Arcade Fire: il dress code e le polemiche stile Studio Aperto

526

Un’altra trovata pubblicitaria. Come tutta l’operazione di guerrilla marketing messa in moto per creare l’attesa su ‘Reflektor’ il bellissimo nuovo album che ha segnato il ritorno degli Arcade Fire. La richiesta di un dress code obbligatorio per poter assistere ai loro concerti nel segmento dell’imminente tour Nord Americano (“formal attire or costume dress code”). Apriti cielo. L’Italia gossippara e fancazzista, l’Italia un po’ voyeur dall’alto del vessillo della libertà (che quasi sempre da queste parti fa rima con censura), sta montando una clamorosa protesta di sdegno.
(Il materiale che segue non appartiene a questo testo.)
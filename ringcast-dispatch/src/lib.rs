//! # Ringcast Dispatch
//! Routes batches of metric samples to the worker owning each series.
//!
//! Every point is looked up on a consistent hash ring which is kept in line
//! with a liveness source by the membership controller of `ringcast-ring`.
//! The points of a batch are grouped by owner and each group is forwarded
//! with a single call through the pooled, multi-endpoint clients of
//! `ringcast-rpc`. The outcome of every forward is kept as a sync record
//! which operators can read from a loopback-only HTTP endpoint.
//!
//! ## Basic Example
//!
//! ```rust
//! use std::sync::Arc;
//!
//! use ringcast_dispatch::{Dispatcher, DispatcherConfig, MetricPoint, SyncRecords};
//! use ringcast_ring::{HashRing, RingConfig};
//!
//! # #[tokio::main]
//! # async fn main() -> anyhow::Result<()> {
//! let ring = Arc::new(HashRing::new(RingConfig::for_dispatch()));
//! let dispatcher = Dispatcher::new(ring.clone(), DispatcherConfig::default(), SyncRecords::default());
//!
//! // Without members nothing can be routed.
//! let point = MetricPoint::new("cpu.idle", [("host", "a")], 1_700_000_000, 0.93);
//! assert!(dispatcher.dispatch(vec![point]).await.is_err());
//! # Ok(())
//! # }
//! ```

#[macro_use]
extern crate tracing;

mod config;
mod dispatcher;
mod error;
mod http;
mod network;
mod node;
mod point;
mod service;
mod statistics;
mod sync_record;

pub use config::{
    DispatcherConfig,
    NodeConfig,
    RpcConfig,
    DEFAULT_LABEL_PREFIX,
    MAX_CONCURRENT_REQUESTS,
};
pub use dispatcher::{DispatchPlan, DispatchReport, Dispatcher};
pub use error::{DispatchError, NodeError};
pub use http::{serve_sync_records, SyncRecordsEndpoint, SYNC_RECORDS_PATH};
pub use network::RpcNetwork;
pub use node::{RingcastNode, RingcastNodeBuilder};
pub use point::{series_key, MetricPoint};
pub use service::{
    IngestService,
    JudgeService,
    PointSink,
    PushToJudge,
    PushToTrans,
    PUSH_TO_JUDGE,
    PUSH_TO_TRANS,
};
pub use statistics::{DispatchStatistics, EndpointStatistics};
pub use sync_record::{SyncEntry, SyncRecord, SyncRecords};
Polemiche feroci ha scritto qualcuno, vergogna e schifo ha scritto qualcun altro… speriamo presto che Studio Aperto o Lucignolo possano far luce sulla questione. Che appare gravissima (evidentemente) come quelle dolorose che han riempito (purtroppo) le pagine di cronaca nelle ultime ore. Brutti del mondo unitevi! Armatevi e partite! Avete trovato un motivo per fare un’altra guerra! Abbiate cura di voi!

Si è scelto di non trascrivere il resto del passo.